By contrast, a less coercive choice – either get vaccinated or get tested frequently, for example – is less likely to provoke rebellion and more likely to provoke cognitive dissonance and reconsideration. The ideal sanction, in other words, is aversive enough to motivate behavior change but not so aversive that we tell ourselves we had no choice; insofar as we feel like we actually made a choice, cognitive dissonance should lead us to reach less negative judgments of what we chose to do. At least employees who feel they had reasonable options are likely to end up less hostile than those whose “choice” felt like no choice at all.

number 6

For all the above reasons, I would try hard to find a medically and institutionally acceptable way to keep employees who are unwilling to get vaccinated. Reassign them to positions without patient contact, or whose patients are all vaccinated or recovered from COVID. Make them wear N95 respirators. Make them get tested two or three times a week.
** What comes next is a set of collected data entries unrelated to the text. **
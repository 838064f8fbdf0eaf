use std::path::PathBuf;
use std::sync::Arc;

use clap::{Parser, Subcommand};
use tracing::info;

use crate::application::{clean_orders, seed_orders};
use crate::domain::error::{AppError, Result};
use crate::infrastructure::config::AppConfig;
use crate::infrastructure::db::{AnalyticsRepository, OrderRepository};
use crate::interfaces::http;

#[derive(Debug, Parser)]
#[command(
    name = "ordersight",
    version,
    about = "Retail orders analytics dashboard"
)]
pub struct Cli {
    #[command(subcommand)]
    command: Command,
}

#[derive(Debug, Subcommand)]
enum Command {
    /// Clean a raw orders CSV export
    Clean {
        /// Raw CSV file to clean
        #[arg(long)]
        input: PathBuf,

        /// Where to write the cleaned CSV
        #[arg(long)]
        output: PathBuf,
    },

    /// Load a cleaned CSV into the analytics database
    Seed {
        /// Cleaned CSV file to load
        #[arg(long)]
        input: PathBuf,

        /// Database path (overrides configuration)
        #[arg(long)]
        database: Option<PathBuf>,
    },

    /// Serve the dashboard and JSON API
    Serve {
        /// Bind address (overrides configuration)
        #[arg(long)]
        host: Option<String>,

        /// Port (overrides configuration)
        #[arg(long)]
        port: Option<u16>,

        /// Database path (overrides configuration)
        #[arg(long)]
        database: Option<PathBuf>,
    },
}

impl Cli {
    pub async fn execute(self) -> Result<()> {
        match self.command {
            Command::Clean { input, output } => {
                let orders = clean_orders(&input, &output)?;
                info!(rows = orders.len(), "Cleaning complete");
                Ok(())
            }
            Command::Seed { input, database } => {
                let config = AppConfig::load()?;
                let db_path =
                    database.unwrap_or_else(|| PathBuf::from(&config.database_path));
                let loaded = seed_orders(&input, &db_path).await?;
                info!(rows = loaded, "Seeding complete");
                Ok(())
            }
            Command::Serve {
                host,
                port,
                database,
            } => {
                let config = AppConfig::load()?;
                let host = host.unwrap_or(config.host);
                let port = port.unwrap_or(config.port);
                let db_path =
                    database.unwrap_or_else(|| PathBuf::from(&config.database_path));

                let orders = Arc::new(OrderRepository::connect(&db_path).await?);
                let analytics = Arc::new(AnalyticsRepository::new(orders.pool().clone()));

                info!(
                    host = %host,
                    port,
                    database = %db_path.display(),
                    "Starting dashboard server"
                );

                let server = http::start_server(orders, analytics, &host, port)
                    .map_err(|e| AppError::Internal(format!("Failed to start server: {e}")))?;
                server
                    .await
                    .map_err(|e| AppError::Internal(format!("Server error: {e}")))
            }
        }
    }
}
Frame these not as punishments but as accommodations – and mean it – while remaining more than willing for employees to decide that the accommodations are more hassle than they’re worth, worse than getting vaccinated.

number 7

The question of whether or not to fire shouldn’t be about “making a point.” The “point” we make when we treat others harshly isn’t the one we want to make. Basically, we should never want to fire disobedient but otherwise competent employees. We should want to keep them if we can find an acceptable way to do so. We should fire them only if we have to. If you’re not incredibly reluctant to fire somebody, your own outrage may be getting in the way of your search for an acceptable accommodation, and you probably shouldn’t be firing that person just yet.

number 8

I am picturing frontline HCWs who spent much of the last 18+ months taking care of COVID patients – with nobody vaccinated for much of that time; possibly with substandard PPE; certainly at the beginning with little clinical understanding of what’s safe and what’s dangerous; and oftentimes hugely overworked and overstressed. We hailed these HCWs as heroes. Now suddenly we propose to fire them. It feels wrong.

number 9

Moreover, it feels irrational. Anyone who has spent many months caring for COVID patients has probably been infected at least once. So s/he very likely has sufficient immunity not to “need” vaccination (even though vaccination would probably boost her or his immunity). Alternatively, if s/he has managed to avoid infection throughout those many months, s/he must be a model of proper precaution-taking. Does it make sense to fire such a person for not taking an additional precaution that s/he coped just fine without over the last 18+ months? It feels weirdly ahistorical – and therefore feels like it might be bad medicine – to fetishize vaccination to the point where we’re ignoring the unvaccinated HCW’s own likely medical and work performance history. After 18 months of heroic unvaccinated frontline service, does it really make sense in the 19th month to say, “Get vaccinated or get out”? It’s probable that your unvaccinated frontline HCWs either have already been infected or are incredibly careful. Why treat them like it’s their first day on the job?

number 10

Trying to get HCWs vaccinated is not a new issue. Jody and I have been following battles over HCW flu vaccination for years. In 2009 we wrote “Convincing Health Care Workers to Get a Flu Shot … Without the Hype.” We argued that hospital managements provoke mistrust and resistance when they oversell flu vaccination, and we recommended a set of less aggressive approaches we thought likelier to succeed. (See especially #3, “Don’t rely too much on coercion and punishment.”) In 2012 we submitted comments in response to a U.S. government proposal to require HCW flu vaccination if organizations failed to achieve 90% vaccination voluntarily. We focused on two all-too-familiar risk communication issues: the dangers of overstating flu vaccination benefits, and the dangers of requiring reluctant HCWs to get vaccinated.